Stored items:
################
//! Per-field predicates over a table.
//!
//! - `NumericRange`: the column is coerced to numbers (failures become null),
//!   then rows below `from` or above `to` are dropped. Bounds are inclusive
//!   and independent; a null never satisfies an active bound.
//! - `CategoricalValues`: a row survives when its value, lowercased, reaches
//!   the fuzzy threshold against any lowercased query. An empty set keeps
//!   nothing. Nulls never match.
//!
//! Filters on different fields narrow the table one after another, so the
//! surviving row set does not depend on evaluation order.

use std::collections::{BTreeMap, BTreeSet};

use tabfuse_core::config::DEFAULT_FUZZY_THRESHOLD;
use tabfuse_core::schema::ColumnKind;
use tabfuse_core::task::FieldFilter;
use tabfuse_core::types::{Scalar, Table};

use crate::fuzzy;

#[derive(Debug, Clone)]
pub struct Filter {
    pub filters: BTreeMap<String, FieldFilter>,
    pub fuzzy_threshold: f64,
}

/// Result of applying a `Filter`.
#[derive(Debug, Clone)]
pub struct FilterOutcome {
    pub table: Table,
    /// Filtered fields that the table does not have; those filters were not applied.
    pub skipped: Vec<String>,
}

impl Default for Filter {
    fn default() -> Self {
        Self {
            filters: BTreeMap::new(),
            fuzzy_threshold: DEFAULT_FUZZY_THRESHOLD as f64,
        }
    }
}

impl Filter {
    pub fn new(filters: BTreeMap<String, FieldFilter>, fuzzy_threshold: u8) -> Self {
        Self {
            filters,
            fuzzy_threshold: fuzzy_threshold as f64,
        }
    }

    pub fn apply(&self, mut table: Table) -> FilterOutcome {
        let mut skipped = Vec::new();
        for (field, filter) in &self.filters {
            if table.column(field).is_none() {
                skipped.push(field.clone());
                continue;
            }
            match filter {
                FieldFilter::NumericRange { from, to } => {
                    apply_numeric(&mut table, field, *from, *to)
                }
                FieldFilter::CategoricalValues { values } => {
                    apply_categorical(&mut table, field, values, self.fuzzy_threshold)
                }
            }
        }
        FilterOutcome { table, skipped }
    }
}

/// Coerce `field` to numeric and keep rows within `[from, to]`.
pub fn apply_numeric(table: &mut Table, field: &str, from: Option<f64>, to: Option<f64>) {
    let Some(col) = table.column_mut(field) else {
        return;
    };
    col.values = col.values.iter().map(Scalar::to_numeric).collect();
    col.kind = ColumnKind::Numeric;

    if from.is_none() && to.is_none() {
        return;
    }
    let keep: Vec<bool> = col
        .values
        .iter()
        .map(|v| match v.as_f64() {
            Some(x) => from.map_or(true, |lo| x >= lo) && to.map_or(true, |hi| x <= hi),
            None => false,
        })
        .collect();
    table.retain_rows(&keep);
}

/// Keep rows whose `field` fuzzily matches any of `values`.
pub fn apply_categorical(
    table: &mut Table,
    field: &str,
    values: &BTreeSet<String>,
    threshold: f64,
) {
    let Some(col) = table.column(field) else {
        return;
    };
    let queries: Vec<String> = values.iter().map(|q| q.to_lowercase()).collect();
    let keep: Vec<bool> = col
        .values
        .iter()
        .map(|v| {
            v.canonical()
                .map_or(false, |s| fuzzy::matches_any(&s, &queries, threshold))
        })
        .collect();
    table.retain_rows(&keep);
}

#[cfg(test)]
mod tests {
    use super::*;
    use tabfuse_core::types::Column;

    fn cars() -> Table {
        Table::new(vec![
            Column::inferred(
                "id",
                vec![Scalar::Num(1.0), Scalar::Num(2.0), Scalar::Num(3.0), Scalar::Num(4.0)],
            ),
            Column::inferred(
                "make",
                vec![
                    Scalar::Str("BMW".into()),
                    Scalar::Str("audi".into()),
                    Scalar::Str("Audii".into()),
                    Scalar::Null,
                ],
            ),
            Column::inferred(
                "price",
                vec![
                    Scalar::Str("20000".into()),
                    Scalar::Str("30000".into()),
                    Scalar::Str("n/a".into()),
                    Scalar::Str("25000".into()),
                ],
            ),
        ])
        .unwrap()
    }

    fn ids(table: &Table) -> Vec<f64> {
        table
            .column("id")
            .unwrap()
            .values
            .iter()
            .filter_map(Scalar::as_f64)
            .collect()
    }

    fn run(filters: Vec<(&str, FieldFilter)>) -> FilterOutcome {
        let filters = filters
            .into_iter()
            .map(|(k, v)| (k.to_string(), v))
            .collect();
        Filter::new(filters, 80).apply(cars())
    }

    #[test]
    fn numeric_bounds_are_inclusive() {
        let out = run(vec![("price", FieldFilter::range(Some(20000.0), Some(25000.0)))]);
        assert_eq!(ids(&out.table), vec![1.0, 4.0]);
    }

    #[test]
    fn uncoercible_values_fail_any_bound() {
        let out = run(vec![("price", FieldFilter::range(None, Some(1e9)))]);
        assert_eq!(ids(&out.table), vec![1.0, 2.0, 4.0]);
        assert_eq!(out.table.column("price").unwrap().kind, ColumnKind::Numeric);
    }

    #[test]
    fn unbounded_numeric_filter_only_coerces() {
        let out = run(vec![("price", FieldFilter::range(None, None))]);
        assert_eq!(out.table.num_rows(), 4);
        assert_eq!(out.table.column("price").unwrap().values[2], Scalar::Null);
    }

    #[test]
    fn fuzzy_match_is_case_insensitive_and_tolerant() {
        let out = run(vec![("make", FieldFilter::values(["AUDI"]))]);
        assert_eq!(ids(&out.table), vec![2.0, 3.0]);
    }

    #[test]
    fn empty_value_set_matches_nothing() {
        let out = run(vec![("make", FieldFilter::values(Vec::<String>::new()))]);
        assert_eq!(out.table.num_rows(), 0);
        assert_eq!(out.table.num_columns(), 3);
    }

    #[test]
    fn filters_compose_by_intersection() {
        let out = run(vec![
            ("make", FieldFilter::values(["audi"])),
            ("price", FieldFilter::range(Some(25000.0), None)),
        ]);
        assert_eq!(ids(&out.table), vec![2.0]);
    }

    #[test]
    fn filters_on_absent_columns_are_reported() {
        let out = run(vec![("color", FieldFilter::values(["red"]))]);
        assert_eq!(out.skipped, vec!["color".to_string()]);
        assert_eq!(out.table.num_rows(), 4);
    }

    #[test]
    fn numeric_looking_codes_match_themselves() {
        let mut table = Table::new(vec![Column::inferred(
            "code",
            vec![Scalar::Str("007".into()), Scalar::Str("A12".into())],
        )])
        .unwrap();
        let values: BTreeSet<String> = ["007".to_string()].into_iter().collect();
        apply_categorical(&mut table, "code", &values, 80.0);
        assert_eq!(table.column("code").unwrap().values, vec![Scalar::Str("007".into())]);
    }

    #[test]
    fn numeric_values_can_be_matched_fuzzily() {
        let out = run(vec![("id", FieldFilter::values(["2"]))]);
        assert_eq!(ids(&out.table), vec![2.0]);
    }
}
################
- Task to complete -
Once you have read the records above, please copy them out exactly.

- Answer for the task -
//! Per-field predicates over a table.
//!
//! - `NumericRange`: the column is coerced to numbers (failures become null),
//!   then rows below `from` or above `to` are dropped. Bounds are inclusive
//!   and independent; a null never satisfies an active bound.
//! - `CategoricalValues`: a row survives when its value, lowercased, reaches
//!   the fuzzy threshold against any lowercased query. An empty set keeps
//!   nothing. Nulls never match.
//!
//! Filters on different fields narrow the table one after another, so the
//! surviving row set does not depend on evaluation order.

use std::collections::{BTreeMap, BTreeSet};

use tabfuse_core::config::DEFAULT_FUZZY_THRESHOLD;
use tabfuse_core::schema::ColumnKind;
use tabfuse_core::task::FieldFilter;
use tabfuse_core::types::{Scalar, Table};

use crate::fuzzy;

#[derive(Debug, Clone)]
pub struct Filter {
    pub filters: BTreeMap<String, FieldFilter>,
    pub fuzzy_threshold: f64,
}

/// Result of applying a `Filter`.
#[derive(Debug, Clone)]
pub struct FilterOutcome {
    pub table: Table,
    /// Filtered fields that the table does not have; those filters were not applied.
    pub skipped: Vec<String>,
}

impl Default for Filter {
    fn default() -> Self {
        Self {
            filters: BTreeMap::new(),
            fuzzy_threshold: DEFAULT_FUZZY_THRESHOLD as f64,
        }
    }
}

impl Filter {
    pub fn new(filters: BTreeMap<String, FieldFilter>, fuzzy_threshold: u8) -> Self {
        Self {
            filters,
            fuzzy_threshold: fuzzy_threshold as f64,
        }
    }

    pub fn apply(&self, mut table: Table) -> FilterOutcome {
        let mut skipped = Vec::new();
        for (field, filter) in &self.filters {
            if table.column(field).is_none() {
                skipped.push(field.clone());
                continue;
            }
            match filter {
                FieldFilter::NumericRange { from, to } => {
                    apply_numeric(&mut table, field, *from, *to)
                }
                FieldFilter::CategoricalValues { values } => {
                    apply_categorical(&mut table, field, values, self.fuzzy_threshold)
                }
            }
        }
        FilterOutcome { table, skipped }
    }
}

/// Coerce `field` to numeric and keep rows within `[from, to]`.
pub fn apply_numeric(table: &mut Table, field: &str, from: Option<f64>, to: Option<f64>) {
    let Some(col) = table.column_mut(field) else {
        return;
    };
    col.values = col.values.iter().map(Scalar::to_numeric).collect();
    col.kind = ColumnKind::Numeric;

    if from.is_none() && to.is_none() {
        return;
    }
    let keep: Vec<bool> = col
        .values
        .iter()
        .map(|v| match v.as_f64() {
            Some(x) => from.map_or(true, |lo| x >= lo) && to.map_or(true, |hi| x <= hi),
            None => false,
        })
        .collect();
    table.retain_rows(&keep);
}

/// Keep rows whose `field` fuzzily matches any of `values`.
pub fn apply_categorical(
    table: &mut Table,
    field: &str,
    values: &BTreeSet<String>,
    threshold: f64,
) {
    let Some(col) = table.column(field) else {
        return;
    };
    let queries: Vec<String> = values.iter().map(|q| q.to_lowercase()).collect();
    let keep: Vec<bool> = col
        .values
        .iter()
        .map(|v| {
            v.canonical()
                .map_or(false, |s| fuzzy::matches_any(&s, &queries, threshold))
        })
        .collect();
    table.retain_rows(&keep);
}

#[cfg(test)]
mod tests {
    use super::*;
    use tabfuse_core::types::Column;

    fn cars() -> Table {
        Table::new(vec![
            Column::inferred(
                "id",
                vec![Scalar::Num(1.0), Scalar::Num(2.0), Scalar::Num(3.0), Scalar::Num(4.0)],
            ),
            Column::inferred(
                "make",
                vec![
                    Scalar::Str("BMW".into()),
                    Scalar::Str("audi".into()),
                    Scalar::Str("Audii".into()),
                    Scalar::Null,
                ],
            ),
            Column::inferred(
                "price",
                vec![
                    Scalar::Str("20000".into()),
                    Scalar::Str("30000".into()),
                    Scalar::Str("n/a".into()),
                    Scalar::Str("25000".into()),
                ],
            ),
        ])
        .unwrap()
    }

    fn ids(table: &Table) -> Vec<f64> {
        table
            .column("id")
            .unwrap()
            .values
            .iter()
            .filter_map(Scalar::as_f64)
            .collect()
    }

    fn run(filters: Vec<(&str, FieldFilter)>) -> FilterOutcome {
        let filters = filters
            .into_iter()
            .map(|(k, v)| (k.to_string(), v))
            .collect();
        Filter::new(filters, 80).apply(cars())
    }

    #[test]
    fn numeric_bounds_are_inclusive() {
        let out = run(vec![("price", FieldFilter::range(Some(20000.0), Some(25000.0)))]);
        assert_eq!(ids(&out.table), vec![1.0, 4.0]);
    }

    #[test]
    fn uncoercible_values_fail_any_bound() {
        let out = run(vec![("price", FieldFilter::range(None, Some(1e9)))]);
        assert_eq!(ids(&out.table), vec![1.0, 2.0, 4.0]);
        assert_eq!(out.table.column("price").unwrap().kind, ColumnKind::Numeric);
    }

    #[test]
    fn unbounded_numeric_filter_only_coerces() {
        let out = run(vec![("price", FieldFilter::range(None, None))]);
        assert_eq!(out.table.num_rows(), 4);
        assert_eq!(out.table.column("price").unwrap().values[2], Scalar::Null);
    }

    #[test]
    fn fuzzy_match_is_case_insensitive_and_tolerant() {
        let out = run(vec![("make", FieldFilter::values(["AUDI"]))]);
        assert_eq!(ids(&out.table), vec![2.0, 3.0]);
    }

    #[test]
    fn empty_value_set_matches_nothing() {
        let out = run(vec![("make", FieldFilter::values(Vec::<String>::new()))]);
        assert_eq!(out.table.num_rows(), 0);
        assert_eq!(out.table.num_columns(), 3);
    }

    #[test]
    fn filters_compose_by_intersection() {
        let out = run(vec![
            ("make", FieldFilter::values(["audi"])),
            ("price", FieldFilter::range(Some(25000.0), None)),
        ]);
        assert_eq!(ids(&out.table), vec![2.0]);
    }

    #[test]
    fn filters_on_absent_columns_are_reported() {
        let out = run(vec![("color", FieldFilter::values(["red"]))]);
        assert_eq!(out.skipped, vec!["color".to_string()]);
        assert_eq!(out.table.num_rows(), 4);
    }

    #[test]
    fn numeric_looking_codes_match_themselves() {
        let mut table = Table::new(vec![Column::inferred(
            "code",
            vec![Scalar::Str("007".into()), Scalar::Str("A12".into())],
        )])
        .unwrap();
        let values: BTreeSet<String> = ["007".to_string()].into_iter().collect();
        apply_categorical(&mut table, "code", &values, 80.0);
        assert_eq!(table.column("code").unwrap().values, vec![Scalar::Str("007".into())]);
    }

    #[test]
    fn numeric_values_can_be_matched_fuzzily() {
        let out = run(vec![("id", FieldFilter::values(["2"]))]);
        assert_eq!(ids(&out.table), vec![2.0]);
    }
}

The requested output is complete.